By example: John Oswald’s asynchonrous Whisperfields (2004) soundtrack was diffused without its video.  Alexis O’Hara’s SQUEEEQUEE! The Improbable Igloo (2009) (2009) speaker fort-igloo was equal parts cozy space for communal sound-making and ear-threatening feedback trap. Dave Dyment’s Untitled (Headset) (2007) offered earphones that would only perform when unworn; his nearly imperceptible ultrasonic tone-cluster sculpture Nothing (for Robert Barry) (2007) was as unnervingly inaudible as it was almost innocuous. Ian Skedd’s video piece displayed a choir signing what they should have been singing. Neil Klassen’s tar-encased trumpet was rendered forever unplayable. Ryan Park’s silenced copy of John Cage’s Silence rubbed out the whole book in a buffed graphite; Chiyoko Szlavnics’ moiré line drawings emerged from a series that might possibly become musical compositions but were defiantly not scores in themselves; and John Wynne’s box of old hearing aids played bewildering feedback in accompaniment to an intimately projected photo of the Atlantic Ocean. And this was just half of what Migone had put on display.

Fig. 3 SQUEEEQUEE! The Improbable Igloo (2009)
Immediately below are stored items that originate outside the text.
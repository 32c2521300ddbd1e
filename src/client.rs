//! Core client trait, error types and the reqwest-backed implementation.

use async_trait::async_trait;
use serde::de::DeserializeOwned;
use serde::Deserialize;
use thiserror::Error;

use crate::api::Notice;
use crate::config::Config;
use crate::http::{add_extra_headers, build_http_client, RequestBuilderExt, ResponseExt};
use crate::query::Query;

/// Errors that can occur during client operations.
#[derive(Error, Debug)]
pub enum ClientError {
    #[error("HTTP error: {0}")]
    Http(#[from] reqwest::Error),

    #[error("JSON parse error: {0}")]
    Parse(#[from] serde_json::Error),

    #[error("CSV parse error: {0}")]
    Csv(#[from] csv::Error),

    #[error("HTTP {status}: {body}")]
    Status {
        status: reqwest::StatusCode,
        body: String,
    },

    #[error("Configuration error: {0}")]
    Config(String),
}

/// Transport seam between tools and the market data provider.
#[async_trait]
pub trait Client: Send + Sync {
    /// Perform one `GET /query` call and return the raw response body.
    async fn fetch(&self, query: &Query) -> Result<String, ClientError>;
}

/// Client for the public Alpha Vantage REST API.
#[derive(Debug, Clone)]
pub struct AlphaVantageClient {
    config: Config,
    http: reqwest::Client,
}

impl AlphaVantageClient {
    pub fn new(config: Config) -> Result<Self, ClientError> {
        let http = build_http_client(&config.transport, &config.user_agent)?;
        Ok(Self { config, http })
    }

    /// Handle error responses. A provider notice in the body replaces the
    /// raw text.
    fn handle_error_response(status: reqwest::StatusCode, body: &str) -> ClientError {
        let body = serde_json::from_str::<Notice>(body)
            .ok()
            .and_then(|n| n.message())
            .unwrap_or_else(|| body.to_string());
        ClientError::Status { status, body }
    }
}

#[async_trait]
impl Client for AlphaVantageClient {
    async fn fetch(&self, query: &Query) -> Result<String, ClientError> {
        let url = self.config.query_url();

        let mut req = self
            .http
            .get(&url)
            .query_logged(query, &self.config.api_key);

        req = add_extra_headers(req, &self.config.transport);

        let response = req.send().await?;
        let status = response.status();

        if !status.is_success() {
            let body = response.text_logged().await.unwrap_or_default();
            return Err(Self::handle_error_response(status, &body));
        }

        Ok(response.text_logged().await?)
    }
}

/// A decoded provider response.
#[derive(Debug, Clone, PartialEq)]
pub enum Reply<T> {
    /// The provider answered with an informational or rate-limit message
    /// instead of data. Already rendered for display.
    Notice(String),
    Data(T),
}

impl<T> Reply<T> {
    /// Render the payload, passing notices through untouched.
    pub fn render(self, f: impl FnOnce(T) -> String) -> String {
        match self {
            Reply::Notice(text) => text,
            Reply::Data(data) => f(data),
        }
    }
}

/// Fetch a JSON endpoint and decode it into `T`.
pub async fn fetch_json<T: DeserializeOwned>(
    client: &dyn Client,
    query: &Query,
) -> Result<Reply<T>, ClientError> {
    let body = client.fetch(query).await?;
    decode_json(&body)
}

/// Decode a JSON body, checking for provider notices first.
pub fn decode_json<T: DeserializeOwned>(body: &str) -> Result<Reply<T>, ClientError> {
    let value: serde_json::Value = serde_json::from_str(body)?;

    if let Some(message) = Notice::deserialize(&value).ok().and_then(|n| n.message()) {
        return Ok(Reply::Notice(message));
    }

    Ok(Reply::Data(T::deserialize(value)?))
}

/// Fetch a CSV endpoint and decode every row into `T`.
///
/// Rate-limit and error messages arrive as JSON even on CSV endpoints.
pub async fn fetch_csv<T: DeserializeOwned>(
    client: &dyn Client,
    query: &Query,
) -> Result<Reply<Vec<T>>, ClientError> {
    let body = client.fetch(query).await?;
    decode_csv(&body)
}

pub fn decode_csv<T: DeserializeOwned>(body: &str) -> Result<Reply<Vec<T>>, ClientError> {
    let trimmed = body.trim_start();
    if trimmed.starts_with('{') {
        let notice: Notice = serde_json::from_str(trimmed)?;
        return Ok(match notice.message() {
            Some(message) => Reply::Notice(message),
            None => Reply::Data(Vec::new()),
        });
    }

    let mut reader = csv::ReaderBuilder::new()
        .trim(csv::Trim::All)
        .flexible(true)
        .from_reader(trimmed.as_bytes());

    let rows = reader
        .deserialize()
        .collect::<Result<Vec<T>, csv::Error>>()?;

    Ok(Reply::Data(rows))
}
//! Quotes, symbol search and market status.

use serde::Deserialize;
use serde_with::serde_as;

use super::Lenient;

#[derive(Debug, Clone, Default, Deserialize)]
pub struct GlobalQuoteResponse {
    #[serde(rename = "Global Quote")]
    pub quote: Option<GlobalQuote>,
}

#[serde_as]
#[derive(Debug, Clone, Default, Deserialize)]
#[serde(default)]
pub struct GlobalQuote {
    #[serde(rename = "01. symbol")]
    #[serde_as(as = "Lenient")]
    pub symbol: Option<String>,
    #[serde(rename = "02. open")]
    #[serde_as(as = "Lenient")]
    pub open: Option<String>,
    #[serde(rename = "03. high")]
    #[serde_as(as = "Lenient")]
    pub high: Option<String>,
    #[serde(rename = "04. low")]
    #[serde_as(as = "Lenient")]
    pub low: Option<String>,
    #[serde(rename = "05. price")]
    #[serde_as(as = "Lenient")]
    pub price: Option<String>,
    #[serde(rename = "06. volume")]
    #[serde_as(as = "Lenient")]
    pub volume: Option<String>,
    #[serde(rename = "07. latest trading day")]
    #[serde_as(as = "Lenient")]
    pub latest_trading_day: Option<String>,
    #[serde(rename = "08. previous close")]
    #[serde_as(as = "Lenient")]
    pub previous_close: Option<String>,
    #[serde(rename = "09. change")]
    #[serde_as(as = "Lenient")]
    pub change: Option<String>,
    #[serde(rename = "10. change percent")]
    #[serde_as(as = "Lenient")]
    pub change_percent: Option<String>,
}

#[derive(Debug, Clone, Default, Deserialize)]
pub struct SymbolSearchResponse {
    #[serde(rename = "bestMatches")]
    pub best_matches: Option<Vec<SymbolMatch>>,
}

#[serde_as]
#[derive(Debug, Clone, Default, Deserialize)]
#[serde(default)]
pub struct SymbolMatch {
    #[serde(rename = "1. symbol")]
    #[serde_as(as = "Lenient")]
    pub symbol: Option<String>,
    #[serde(rename = "2. name")]
    #[serde_as(as = "Lenient")]
    pub name: Option<String>,
    #[serde(rename = "3. type")]
    #[serde_as(as = "Lenient")]
    pub kind: Option<String>,
    #[serde(rename = "4. region")]
    #[serde_as(as = "Lenient")]
    pub region: Option<String>,
    #[serde(rename = "8. currency")]
    #[serde_as(as = "Lenient")]
    pub currency: Option<String>,
    #[serde(rename = "9. matchScore")]
    #[serde_as(as = "Lenient")]
    pub match_score: Option<String>,
}

#[derive(Debug, Clone, Default, Deserialize)]
pub struct MarketStatusResponse {
    pub endpoint: Option<String>,
    pub markets: Option<Vec<Market>>,
}

#[serde_as]
#[derive(Debug, Clone, Default, Deserialize)]
#[serde(default)]
pub struct Market {
    pub market_type: Option<String>,
    #[serde_as(as = "Lenient")]
    pub region: Option<String>,
    #[serde_as(as = "Lenient")]
    pub primary_exchanges: Option<String>,
    #[serde_as(as = "Lenient")]
    pub local_open: Option<String>,
    #[serde_as(as = "Lenient")]
    pub local_close: Option<String>,
    #[serde_as(as = "Lenient")]
    pub current_status: Option<String>,
    #[serde_as(as = "Lenient")]
    pub notes: Option<String>,
}

/// Realtime bulk quotes. Non-premium keys receive a `message` instead of data.
#[derive(Debug, Clone, Default, Deserialize)]
pub struct BulkQuotesResponse {
    pub endpoint: Option<String>,
    pub message: Option<String>,
    pub data: Option<Vec<BulkQuote>>,
}

#[serde_as]
#[derive(Debug, Clone, Default, Deserialize)]
#[serde(default)]
pub struct BulkQuote {
    #[serde_as(as = "Lenient")]
    pub symbol: Option<String>,
    #[serde_as(as = "Lenient")]
    pub timestamp: Option<String>,
    #[serde_as(as = "Lenient")]
    pub open: Option<String>,
    #[serde_as(as = "Lenient")]
    pub high: Option<String>,
    #[serde_as(as = "Lenient")]
    pub low: Option<String>,
    #[serde_as(as = "Lenient")]
    pub close: Option<String>,
    #[serde_as(as = "Lenient")]
    pub volume: Option<String>,
    #[serde_as(as = "Lenient")]
    pub previous_close: Option<String>,
    #[serde_as(as = "Lenient")]
    pub change: Option<String>,
    #[serde_as(as = "Lenient")]
    pub change_percent: Option<String>,
    #[serde_as(as = "Lenient")]
    pub extended_hours_quote: Option<String>,
    #[serde_as(as = "Lenient")]
    pub extended_hours_change: Option<String>,
    #[serde_as(as = "Lenient")]
    pub extended_hours_change_percent: Option<String>,
}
What was the audience to take away from all this slippery sonic stuff? In searching for clues, I had to return to the exhibition title, which Migone had very carefully crafted. His essay “Volume (of Confinement and Infinity): A History of Unsound Art” gives us an initial sense of what is conceptually at play here:

Volume: a measure of a space, and volume: amplitude of sound. Consider volume as the variability of that space in sound. Consider volume as something within but wholly separate. Consider volume as the invisible and unmarked presence of sound. Consider volume as the intertwine of the spatial and the sonic. Now, consider sound as lost in space, more intent to illimit than delimit. The volume of sound art is immeasurable, deafening. It can overwhelm with silence just as well as it can blast with noise. By playing with the volume dial here we shall consider the place of sound art…Even prior to an intentional sound entering the equation, every space has its own soundtrack, its room tone. Every space is sonorous, every space has a breath… we shall weigh the propensity for sound to displace, multiply, heterogenize the topos, place, site. We shall also pay attention to volume of the unheard, the volume that activates the synaptic, the insidious volume of grey matter, the realm of the unsound. (Migone, 2003, p. 81)

If this multivalent view of volume problematises the gallerisation of Sound Art, then the arising questions of ‘here’ (the essential presence or absence of the listener in the space where Sound Art is sounding or not) and of ‘hear’ (the nature of reception and presentness of the listener in the space where Sound Art is) only further complicate the relationship. That is to say, if the very nature of Sound Art exhibitions is already problematic, then why shouldn’t the work itself challenge these same notions in its very intent and content? At least, this is what I sense Migone might be asking us to consider. Although, like sound itself, the fixity of his curatorial concept slides along slick lines between silence, sounding and sonic interruption – indirect, unframed, oblique paths to meaning. His curatorial volume is set at destabilizing levels that create resonances of some pluralized truth that takes shape and reverberates as quickly as it diffracts, escapes and dissipates.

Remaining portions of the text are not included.